Sofía estaba allí, no como invitada, sino como parte del personal de servicio, ayudando a servir las bebidas. La obligaron a trabajar, a ser testigo de todo lo que ella anhelaba y no podía tener.
Su rostro estaba maquillado, pero no podía ocultar la amargura en sus facciones. Se movía como un autómata, evitando las miradas, pero de vez en cuando, sus ojos se posaban en Isabel con un resentimiento que ardía.
La gente la ignoraba, o peor, la miraba con una mezcla de lástima y morbo. Los rumores sobre su "bebé monstruo" se habían extendido por toda la alta sociedad. Sofía y su familia eran ahora un paria, una anécdota macabra que se contaba en voz baja en los clubes de campo.

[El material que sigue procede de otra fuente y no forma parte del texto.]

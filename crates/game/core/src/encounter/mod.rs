//! Procedural encounter selection.
//!
//! Quest nodes carry [`EncounterTags`] describing what kind of battle they
//! should trigger; the selector turns those tags into a concrete
//! [`EncounterResult`] by filtering a weighted rule table and querying the
//! monster catalog. The result is fully serializable: a pending encounter is
//! persisted and resumed from its serialized form alone, never from RNG
//! state.

mod modifiers;
mod rules;
mod select;

pub use modifiers::SpecialModifiers;
pub use rules::EncounterRule;
pub use select::{MonsterCatalog, select_encounter};

use serde::{Deserialize, Serialize};
use strum::{Display, EnumIter, EnumString};

use crate::stats::MonsterType;

/// Biomes an encounter can be staged in. `Any` matches every biome in rules.
#[derive(
    Clone, Copy, Debug, Default, PartialEq, Eq, Hash, Serialize, Deserialize, Display, EnumIter,
    EnumString,
)]
#[serde(rename_all = "snake_case")]
#[strum(serialize_all = "snake_case")]
pub enum Biome {
    Forest,
    Cave,
    Dungeon,
    Mountain,
    Swamp,
    Desert,
    Ruins,
    Tower,
    #[default]
    Any,
}

/// Encounter difficulty tier.
#[derive(
    Clone, Copy, Debug, Default, PartialEq, Eq, Hash, Serialize, Deserialize, Display, EnumIter,
    EnumString,
)]
#[serde(rename_all = "snake_case")]
#[strum(serialize_all = "snake_case")]
pub enum Difficulty {
    Easy,
    #[default]
    Normal,
    Hard,
    Boss,
}

impl Difficulty {
    /// Offset applied to a monster's stat average when computing its
    /// effective level.
    pub fn level_offset(self) -> i32 {
        match self {
            Self::Easy => -2,
            Self::Normal => 0,
            Self::Hard => 2,
            Self::Boss => 5,
        }
    }

    /// Maximum |effective level − hero level| for a preferred pick.
    pub fn level_tolerance(self) -> u32 {
        match self {
            Self::Easy => 3,
            Self::Normal => 5,
            Self::Hard => 7,
            Self::Boss => 10,
        }
    }

    pub fn xp_multiplier(self) -> f64 {
        match self {
            Self::Easy => 1.0,
            Self::Normal => 1.5,
            Self::Hard => 2.0,
            Self::Boss => 3.0,
        }
    }

    pub fn gold_multiplier(self) -> f64 {
        match self {
            Self::Easy => 1.0,
            Self::Normal => 1.2,
            Self::Hard => 1.5,
            Self::Boss => 2.0,
        }
    }
}

/// The flavor of battle a rule produces.
#[derive(
    Clone, Copy, Debug, Default, PartialEq, Eq, Hash, Serialize, Deserialize, Display, EnumIter,
    EnumString,
)]
#[serde(rename_all = "snake_case")]
#[strum(serialize_all = "snake_case")]
pub enum EncounterKind {
    #[default]
    Combat,
    Ambush,
    Boss,
    Random,
}

/// Encounter metadata attached to a quest node payload.
///
/// Unknown or absent fields fall back to the defaults (`any`/`normal`/
/// `combat`), mirroring how malformed stored payloads are treated everywhere
/// else.
#[derive(Clone, Copy, Debug, Default, PartialEq, Eq, Serialize, Deserialize)]
#[serde(default)]
pub struct EncounterTags {
    pub biome: Biome,
    pub difficulty: Difficulty,
    #[serde(rename = "type")]
    pub kind: EncounterKind,
}

/// A fully rolled encounter, ready to be fought or persisted.
#[derive(Clone, Debug, PartialEq, Serialize, Deserialize)]
pub struct EncounterResult {
    pub monster_name: String,
    pub monster_type: MonsterType,
    pub kind: EncounterKind,
    pub biome: Biome,
    pub difficulty: Difficulty,
    #[serde(default)]
    pub is_ambush: bool,
    #[serde(default)]
    pub is_boss: bool,
    #[serde(default)]
    pub modifiers: SpecialModifiers,
}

Durante un momento de calma, mientras Isabel hablaba con la esposa de un político, Sofía se acercó a ella, con una bandeja de copas de champán.
"Felicidades, señorita Isabel," dijo en voz baja, su voz apenas un susurro.
"Gracias, Sofía."
Sofía se demoró un segundo más de lo necesario. Sus ojos se fijaron en un pequeño dije de plata que Isabel llevaba al cuello, un regalo de su abuela.
"Es un collar muy bonito," dijo Sofía. Su mirada tenía una intensidad extraña.
Isabel sintió un escalofrío. Reconoció esa mirada. Era la mirada de la codicia, la misma que había puesto en su hijo, en su esposo, en su vida.
En su vida anterior, la segunda gallina mágica había sido utilizada para intercambiar identidades. Sofía le había regalado unos aretes "bendecidos" . Al ponérselos, Isabel sintió un mareo, y al día siguiente, el mundo la trataba como a Sofía Romero, la hija de la cocinera. Y Sofía, usando el collar de Isabel, se había convertido en Isabel Vargas.
Ahora, Sofía estaba intentando repetir la jugada.
"Se lo agradezco," dijo Isabel, con una voz fría y distante, dando un paso atrás para crear distancia.
Pero Sofía no se rindió. Más tarde, mientras Isabel estaba sentada en una mesa con Linus y sus padres, Sofía se acercó de nuevo. Esta vez, no llevaba una bandeja. Llevaba una pequeña caja de regalo en sus manos.
"Señorita," dijo, con una falsa humildad. "Sé que no es mucho, pero quisiera darle un regalo para el niño Ricardito. Es un amuleto de jade. Mi mamá dice que protege contra la envidia y el mal de ojo."
Abrió la caja. Dentro había una pequeña figura de jade tallada, atada a un cordón de seda roja.
Era casi idéntico al objeto que había usado para maldecir a su propio hijo.
La audacia de Sofía era impresionante. Intentar usar la misma táctica, la misma brujería, justo delante de todos.
Linus la miró con extrañeza. "Sofía, no es el momento ni el lugar."
El padre de Isabel, Don Ricardo, frunció el ceño, visiblemente molesto por la interrupción de una empleada.
Pero Isabel levantó una mano para silenciarlos. Miró a Sofía con una sonrisa que no era una sonrisa.
"Sofía, qué detalle tan considerado," dijo Isabel, su voz clara y resonante, atrayendo la atención de las mesas cercanas.
Tomó la caja.
"De hecho, creo que conozco a alguien que necesita esta protección mucho más que mi hijo."
Isabel se levantó, caminó hacia Sofía y le puso la caja de vuelta en sus manos.
"Quédatelo tú, Sofía. O mejor aún, pónselo a tu hijo."
El silencio cayó sobre esa parte del jardín. Todos los que escucharon la conversación contuvieron la respiración.
La cara de Sofía se transformó. El color desapareció de sus mejillas, dejándola con una palidez mortal. La mención de su hijo en público era la máxima humillación.
"Dicen que la envidia es una enfermedad terrible," continuó Isabel, su voz ahora un susurro helado que solo Sofía podía oír. "Y tú, más que nadie, necesitas toda la protección posible. No querrás que a tu pobre niño le salgan... no sé... cuernos, además de las plumas."
Sofía retrocedió como si la hubieran golpeado. El amuleto de jade cayó de sus manos temblorosas y se estrelló contra las baldosas de piedra, rompiéndose en dos.
El sonido pareció resonar en el silencio.
Sofía ahogó un sollozo, se dio la vuelta y huyó, corriendo torpemente hacia la casa de servicio, huyendo de las miradas, de los susurros, y de la fría y victoriosa sonrisa de Isabel Vargas.